Association for Computing Machinery
Welcome to the November 3, 2010 edition of ACM TechNews, providing timely information for IT professionals three times a week.

HEADLINES AT A GLANCE


Researchers Use Technology to Improve Voting
Wall Street Journal (11/02/10) Courtney Banks; Lauren Goode

The Voting Technology Project (VTP), founded 10 years ago in response to the problems that occurred in the 2000 U.S. presidential election, is working to ensure that electronic voting machines used in this year's election operate properly, especially in states that have close races, such as Colorado, Nevada, Ohio, and Pennsylvania. One of the major problems the VTP faces is that although many of the voting machines were purchased between 2004 and 2006, they are already becoming obsolete. "The industry is very capital poor, and there's not a lot of money going into research to develop better equipment," says Massachusetts Institute of Technology (MIT) professor and VTP researcher Charles Stewart. MIT professor Ronald Rivest has been working to develop a system that would allow voters to confirm that their ballots have been counted and recorded correctly. The system, called Scantegrity II, calls for voters to mark their ballots with special pens that expose codes next to the names of the candidates they select. Voters can then look up the serial number on the election Web site to confirm that the codes they marked were registered to their ballot.


Robot's Space Debut 'Giant Leap for Tinmankind'
Associated Press (11/02/10) Marcia Dunn

The U.S. National Aeronautics and Space Administration (NASA) is sending a humanoid robot, called Robonaut 2 (R2), to the International Space Station for the first time. R2 is made of aluminum and nickel-based carbon fiber and has more than 350 electrical sensors throughout its body. R2 is humanoid from the waist up and measures three feet, four inches tall and weighs 330 pounds. It can carry out preprogrammed orders by itself, once the orders are given. The objective is to help astronauts, not replace them, NASA says. "While it might be just a single step for this robot, it's really a giant leap forward for tinmankind," says NASA's Rob Ambrose. Once onboard the space station, R2 will undergo tests to see how it performs in weightlessness when attached to a fixed pedestal. NASA plans to send legs next year that will enable it to perform indoor chores, and future torso and computer enhancements will allow it to take space walks. R2 is expected to be onboard the space station until it stops operating sometime after 2020.
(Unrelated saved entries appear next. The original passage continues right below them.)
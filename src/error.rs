//! # Error Handling
//!
//! A single crate-wide error type, categorized by the subsystem the failure
//! originates from. Peer sessions capture and log their own errors; errors
//! never cross peer boundaries. Engine-level failures (rendezvous join,
//! tunnel startup, port binding) propagate to the caller.

use thiserror::Error;

/// Result type alias for QuickShare Core operations.
pub type Result<T> = std::result::Result<T, Error>;

/// Main error type for QuickShare Core.
#[derive(Error, Debug)]
pub enum Error {
    // ========================================================================
    // Filesystem
    // ========================================================================
    /// Filesystem read/write/open failure. The affected transfer fails but
    /// the session continues for remaining files when possible.
    #[error("I/O error: {0}")]
    Io(String),

    /// A peer-supplied filename escaped the save directory. The file is
    /// skipped; the session continues.
    #[error("Unsafe path rejected: {0}")]
    UnsafePath(String),

    // ========================================================================
    // Network
    // ========================================================================
    /// Transport failure on an HTTP endpoint. Retried with back-off where
    /// the protocol allows.
    #[error("Network error: {0}")]
    Network(String),

    /// The rendezvous relay could not be reached or rejected the join.
    #[error("Signaling unavailable: {0}")]
    SignalingUnavailable(String),

    /// WebRTC peer connection or data channel failure.
    #[error("Transport error: {0}")]
    Transport(String),

    /// An operation exceeded its deadline.
    #[error("Operation timed out: {0}")]
    Timeout(String),

    // ========================================================================
    // Protocol
    // ========================================================================
    /// Malformed frame or unexpected message. Aborts the current peer
    /// session with status `Failed`.
    #[error("Protocol error: {0}")]
    Protocol(String),

    /// Bad or missing password. Terminal for the peer session.
    #[error("Authentication failed: {0}")]
    Auth(String),

    // ========================================================================
    // Lifecycle
    // ========================================================================
    /// A share is already active; at most one per engine.
    #[error("A share session is already active")]
    ShareActive,

    /// No share or receive session is active.
    #[error("No active session")]
    NoActiveSession,

    /// The tunnel child exited early, the binary was not found, or no
    /// public URL was observed within the startup timeout.
    #[error("Tunnel failed to start: {0}")]
    TunnelStartFailed(String),

    /// User-requested stop. Not a failure, but surfaced as a distinct
    /// outcome.
    #[error("Operation cancelled")]
    Cancelled,

    // ========================================================================
    // Serialization
    // ========================================================================
    /// JSON encode/decode failure.
    #[error("Serialization error: {0}")]
    Serialization(String),
}

impl Error {
    /// Whether retrying the operation could plausibly succeed.
    pub fn is_recoverable(&self) -> bool {
        matches!(
            self,
            Error::Network(_)
                | Error::SignalingUnavailable(_)
                | Error::Timeout(_)
                | Error::Transport(_)
        )
    }
}

// ============================================================================
// ERROR CONVERSIONS
// ============================================================================

impl From<std::io::Error> for Error {
    fn from(err: std::io::Error) -> Self {
        Error::Io(err.to_string())
    }
}

impl From<serde_json::Error> for Error {
    fn from(err: serde_json::Error) -> Self {
        Error::Serialization(err.to_string())
    }
}

impl From<reqwest::Error> for Error {
    fn from(err: reqwest::Error) -> Self {
        Error::Network(err.to_string())
    }
}

impl From<webrtc::Error> for Error {
    fn from(err: webrtc::Error) -> Self {
        Error::Transport(err.to_string())
    }
}

// ============================================================================
// TESTS
// ============================================================================

#[cfg(test)]
mod tests {
    use super::*;

    #[test]
    fn test_recoverable_errors() {
        assert!(Error::Network("reset".into()).is_recoverable());
        assert!(Error::Timeout("poll".into()).is_recoverable());
        assert!(Error::SignalingUnavailable("503".into()).is_recoverable());
        assert!(!Error::Auth("bad password".into()).is_recoverable());
        assert!(!Error::UnsafePath("../etc".into()).is_recoverable());
        assert!(!Error::Cancelled.is_recoverable());
    }

    #[test]
    fn test_io_conversion() {
        let io = std::io::Error::new(std::io::ErrorKind::NotFound, "missing");
        let err: Error = io.into();
        assert!(matches!(err, Error::Io(_)));
        assert!(err.to_string().contains("missing"));
    }

    #[test]
    fn test_json_conversion() {
        let parse = serde_json::from_str::<serde_json::Value>("{oops");
        let err: Error = parse.unwrap_err().into();
        assert!(matches!(err, Error::Serialization(_)));
    }
}
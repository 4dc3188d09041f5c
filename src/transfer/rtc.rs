//! WebRTC plumbing shared by both peer roles: peer connection construction
//! and fully gathered SDP exchange.
//!
//! Sessions do not trickle ICE — the local description is read back only
//! after candidate gathering completes, so the SDP each side posts through
//! the rendezvous relay is self-contained.

use std::sync::Arc;

use webrtc::api::interceptor_registry::register_default_interceptors;
use webrtc::api::media_engine::MediaEngine;
use webrtc::api::APIBuilder;
use webrtc::ice_transport::ice_server::RTCIceServer;
use webrtc::interceptor::registry::Registry;
use webrtc::peer_connection::configuration::RTCConfiguration;
use webrtc::peer_connection::sdp::session_description::RTCSessionDescription;
use webrtc::peer_connection::RTCPeerConnection;

use crate::error::{Error, Result};

/// The DataChannel label both roles agree on.
pub(crate) const CHANNEL_LABEL: &str = "fileTransfer";

/// Build a peer connection configured with the given STUN servers.
pub(crate) async fn new_peer_connection(stun_urls: &[String]) -> Result<Arc<RTCPeerConnection>> {
    let mut media = MediaEngine::default();
    media.register_default_codecs()?;
    let mut registry = Registry::new();
    registry = register_default_interceptors(registry, &mut media)?;
    let api = APIBuilder::new()
        .with_media_engine(media)
        .with_interceptor_registry(registry)
        .build();

    let config = RTCConfiguration {
        ice_servers: vec![RTCIceServer {
            urls: stun_urls.to_vec(),
            ..Default::default()
        }],
        ..Default::default()
    };

    Ok(Arc::new(api.new_peer_connection(config).await?))
}

/// Create an offer, wait for gathering, and return the complete local SDP.
pub(crate) async fn create_offer_sdp(pc: &Arc<RTCPeerConnection>) -> Result<String> {
    let offer = pc.create_offer(None).await?;
    let mut gathered = pc.gathering_complete_promise().await;
    pc.set_local_description(offer).await?;
    let _ = gathered.recv().await;
    local_sdp(pc).await
}

/// Apply a remote offer, answer it, wait for gathering, and return the
/// complete local SDP.
pub(crate) async fn answer_offer_sdp(
    pc: &Arc<RTCPeerConnection>,
    remote_offer: &str,
) -> Result<String> {
    let offer = RTCSessionDescription::offer(remote_offer.to_string())?;
    pc.set_remote_description(offer).await?;
    let answer = pc.create_answer(None).await?;
    let mut gathered = pc.gathering_complete_promise().await;
    pc.set_local_description(answer).await?;
    let _ = gathered.recv().await;
    local_sdp(pc).await
}

/// Apply the remote answer on the offering side.
pub(crate) async fn apply_answer_sdp(pc: &Arc<RTCPeerConnection>, remote_answer: &str) -> Result<()> {
    let answer = RTCSessionDescription::answer(remote_answer.to_string())?;
    pc.set_remote_description(answer).await?;
    Ok(())
}

async fn local_sdp(pc: &Arc<RTCPeerConnection>) -> Result<String> {
    pc.local_description()
        .await
        .map(|d| d.sdp)
        .ok_or_else(|| Error::Transport("local description missing after gathering".into()))
}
Virginia Tech Computer Scientist, Student Design Award Winning Software to Combat Hacking
Virginia Tech News (11/01/10) Lynn Nystrom

Virginia Tech professor Daphne Yao and former student Deian Stefan have developed Telling Human and Bot Apart (TUBA), a remote biometrics system based on keystroke dynamics data. The TUBA authentication framework can identify when a computer program designed by a hacker is producing keystroke sequences in order to fool users. "Our work shows that keystroke dynamics is robust against the synthetic forgery attacks studied, where the attacker draws statistical samples from a pool of available keystroke datasets other than the target," Yao says. TUBA can be used as a tool to identify anomalous activities on a personal computer, including activities that can be due to malicious software, according to the researchers. "Keystroke dynamics is an inexpensive biometric mechanism that has been proven accurate in distinguishing individuals," Yao says.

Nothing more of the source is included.